En términos prácticos y simples, la pobreza se asocia al individuo que no tiene dinero y sus condiciones de vida son precarias; incluso, para efectos de análisis socioeconómicos, existen indicadores para medir las dimensiones de la pobreza: monetaria o extrema, es decir, se resume a un número en una escala, quien esté o por encima se considera un tipo de pobre; y quien esté por debajo, otro tipo. Sin embargo, yo quiero plantear otra clasificación que, aunque existe en la práctica, carece de estudios, o al menos no los conozco.
Creo firmemente que existen pobres por elección, otros por acción y pobres por negocio. El que elige ser pobre es consciente de que la riqueza existe, pero no la ambiciona para él, vive en un confort mínimo porque, como no ha experimentado las condiciones de una persona que lo tiene todo, sencillamente no hace nada por salir de ella. Esta es, digamos, un estilo de vida que no le hace daño a nadie.
Seguidamente, la pobreza por acción está directamente relacionada con aquellas condiciones que crea un sector de la sociedad para evitar que aquel que está en la inmunda no solo permanezca ahí, sino que se hunda más y, si puede eliminarlos, mucho mejor. Un ejemplo de ello, Israel y sus métodos para acabar con la pobreza en Gaza.
Pero hay una pobreza que mueve fibras, es aquella gente que no tiene nada, ni siquiera esperanza, ancianos postrados y abandonados a su suerte por sus familias porque son una carga, mueren de física hambre o de alguna enfermedad grave que los postra. Niños que comen sobras o de la basura, que nunca sabrán lo que es una pelota, jugar en un parque o escribirle una carta a Santa porque sencillamente nunca llegará, personas que, además de pobreza extrema, padecen limitaciones de movilidad, cuadripléjicos, enfermedades raras o cualquier otro padecimiento que ni su familia tiene cómo tratarlo ni el Estado quiere. Este grupo es el que considero “pobres pobres”.

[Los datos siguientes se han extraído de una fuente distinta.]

use std::fmt;

use serde::Serialize;

use crate::invocation::ToolOutput;

pub const NO_CHANGE: &str = "N/A";

#[derive(Debug, Clone, PartialEq, Eq, Serialize)]
#[serde(rename_all = "snake_case")]
pub enum Outcome {
    Committed(String),
    Unchanged,
}

impl Outcome {
    pub fn commit_id(&self) -> Option<&str> {
        match self {
            Self::Committed(id) => Some(id),
            Self::Unchanged => None,
        }
    }

    pub fn is_unchanged(&self) -> bool {
        matches!(self, Self::Unchanged)
    }
}

impl fmt::Display for Outcome {
    fn fmt(&self, f: &mut fmt::Formatter<'_>) -> fmt::Result {
        match self {
            Self::Committed(id) => f.write_str(id),
            Self::Unchanged => f.write_str(NO_CHANGE),
        }
    }
}

/// Audit entry for one lifecycle action. "Committed" means the working tree was dirty after
/// the command ran, not that the command alone caused every change in that commit.
#[derive(Debug, Clone, PartialEq, Eq, Serialize)]
pub struct OperationRecord {
    pub project: String,
    pub command: String,
    pub output: ToolOutput,
    pub outcome: Outcome,
}

impl OperationRecord {
    pub fn audit_line(&self) -> String {
        format!("{}, {}, {}", self.project, self.command, self.outcome)
    }
}
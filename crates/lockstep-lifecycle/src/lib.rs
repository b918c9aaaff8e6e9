mod package_manager;

use anyhow::Result;
use lockstep_core::{BumpKind, OperationRecord, Outcome, Project, RegistrySource};
use lockstep_runner::{remove_file, write_ignore_file, ChangeRecorder, CommitterIdentity};
use tracing::info;

pub use package_manager::{PackageManager, Poetry};

#[derive(Debug, Clone, PartialEq, Eq)]
pub struct LifecycleSettings {
    pub branch: String,
    pub identity: CommitterIdentity,
}

/// Named lifecycle actions over a project, each resolving to one package-manager
/// invocation recorded through the change recorder.
pub struct ProjectLifecycle {
    package_manager: Box<dyn PackageManager>,
    recorder: ChangeRecorder,
    settings: LifecycleSettings,
}

impl ProjectLifecycle {
    pub fn new(
        package_manager: Box<dyn PackageManager>,
        recorder: ChangeRecorder,
        settings: LifecycleSettings,
    ) -> Self {
        Self {
            package_manager,
            recorder,
            settings,
        }
    }

    pub fn recorder(&self) -> &ChangeRecorder {
        &self.recorder
    }

    pub fn recorder_mut(&mut self) -> &mut ChangeRecorder {
        &mut self.recorder
    }

    pub fn into_recorder(self) -> ChangeRecorder {
        self.recorder
    }

    /// Scaffolds the project from its parent directory, initializes version control with
    /// the configured identity and ignore rules, and commits the scaffold unconditionally.
    pub fn create(&mut self, project: &Project) -> Result<OperationRecord> {
        if project.root().exists() {
            anyhow::bail!(
                "filesystem-failed: project directory {} already exists",
                project.root().display()
            );
        }

        let invocation = self.package_manager.create(project);
        let output = self
            .recorder
            .execute(project, project.parent(), &invocation)?;
        self.recorder.initialize_repository(
            project,
            &invocation,
            &self.settings.branch,
            &self.settings.identity,
        )?;
        write_ignore_file(project.root(), self.package_manager.ignore_rules())?;
        let commit_id = self.recorder.commit_all(project, &invocation)?;
        info!(project = project.name(), commit = %commit_id, "project created");
        self.recorder
            .emit(project, &invocation, output, Outcome::Committed(commit_id))
    }

    pub fn add_source(
        &mut self,
        project: &Project,
        source: &RegistrySource,
    ) -> Result<OperationRecord> {
        let invocation = self.package_manager.add_source(source);
        self.recorder.record(project, &invocation)
    }

    pub fn add_dependency(
        &mut self,
        project: &Project,
        name: &str,
        source: Option<&str>,
    ) -> Result<OperationRecord> {
        validate_argument("dependency name", name)?;
        if let Some(source) = source {
            validate_argument("source name", source)?;
        }
        let invocation = self.package_manager.add_dependency(name, source);
        self.recorder.record(project, &invocation)
    }

    pub fn build(&mut self, project: &Project, format: &str) -> Result<OperationRecord> {
        validate_argument("build format", format)?;
        let invocation = self.package_manager.build(format);
        self.recorder.record(project, &invocation)
    }

    pub fn publish(&mut self, project: &Project, repository: &str) -> Result<OperationRecord> {
        validate_argument("repository name", repository)?;
        let invocation = self.package_manager.publish(repository);
        self.recorder.record(project, &invocation)
    }

    pub fn bump_version(&mut self, project: &Project, kind: BumpKind) -> Result<OperationRecord> {
        let invocation = self.package_manager.bump_version(kind);
        self.recorder.record(project, &invocation)
    }

    pub fn lock(&mut self, project: &Project) -> Result<OperationRecord> {
        let invocation = self.package_manager.lock();
        self.recorder.record(project, &invocation)
    }

    pub fn update_dependency(&mut self, project: &Project, name: &str) -> Result<OperationRecord> {
        validate_argument("dependency name", name)?;
        let invocation = self.package_manager.update_dependency(name);
        self.recorder.record(project, &invocation)
    }

    pub fn update_all_dependencies(&mut self, project: &Project) -> Result<OperationRecord> {
        let invocation = self.package_manager.update_all_dependencies();
        self.recorder.record(project, &invocation)
    }

    pub fn remove_environment(&mut self, project: &Project) -> Result<OperationRecord> {
        let invocation = self.package_manager.remove_environment();
        self.recorder.record(project, &invocation)
    }

    /// Deletes the lock file directly. Leaves no record and no commit; the deletion shows up
    /// in whatever the next recorded action commits.
    pub fn remove_lock(&mut self, project: &Project) -> Result<()> {
        let lock_file_name = self.package_manager.lock_file_name().to_string();
        self.recorder
            .note(project, &format!("removing {lock_file_name}"))?;
        remove_file(&project.root().join(lock_file_name))
    }
}

fn validate_argument(label: &str, value: &str) -> Result<()> {
    if value.trim().is_empty() {
        anyhow::bail!("invalid-argument: {label} must not be empty");
    }
    if value.chars().any(char::is_whitespace) || value.starts_with('-') {
        anyhow::bail!("invalid-argument: {label} '{value}' is not a single argument");
    }
    Ok(())
}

Finalmente, están los pobres que eligen serlo para explotar esta condición para que el Estado, o el buen samaritano o las organizaciones benéficas, destinen millones anualmente para regalarles. Subsidios, ayudas, casas y cuanto puedan recibir a nombre de su pobreza. Este grupo es el más peligroso, su vagancia es endémica, no quieren trabajar, aunque puedan, casi toda la ayuda que recibe va destinada a satisfacer vicios. Los barrios o invasiones donde habitan están llenas de cantinas, billares, ollas de vicio, casas de apuestas y todo ese mercado que precede a los barrios pobres, amén de la delincuencia en todas sus presentaciones que existe culturalmente a su alrededor. La mayoría, con pocas excepciones, alimenta un resentimiento social hacia el que considera es “rico”, por lo que, cuando tiene la oportunidad, le roba, daña su propiedad, o si puede eliminarlo físicamente lo hace con alevosía. De esto hay miles de casos documentados, el más reciente el asesinato de un estudiante de la Universidad de los Andes en Bogotá de la manera más salvaje. Este grupo tiene no solo la condición de tener la pobreza como una fuente de ingresos, sino que es la fuente donde se crían y crean los futuros delincuentes de las ciudades, pero además, destruyen los bienes públicos, pauperizan los parques, usan las calles como letrina, se deshacen de su basura en las alcantarillas, y todo el daño que puedan hacer a su mismo entorno, lo causan. Y es aquí donde aparece el siguiente nivel: el pobre estúpido o el pobre imbécil que, no conforme con haber elegido su condición de pobreza, se autodestruye.
Hay una pobreza prefabricada que hace mucho daño no solo a ellos mismos sino a su alrededor; pero aún más importante, no juzgar a todos los que por las razones que sean estén en la pobreza con el mismo rasero. Hay gente entregándola toda para poder salir de ese hueco, son tenaces, emprenden, se parten el lomo de sol a sol y dan la vida en lo que sea que hagan con tal de cambiar su futuro y el de su familia; y como dijo Julio Vásquez en su composición: “La pobreza es una mancha que no la quiere ninguno”.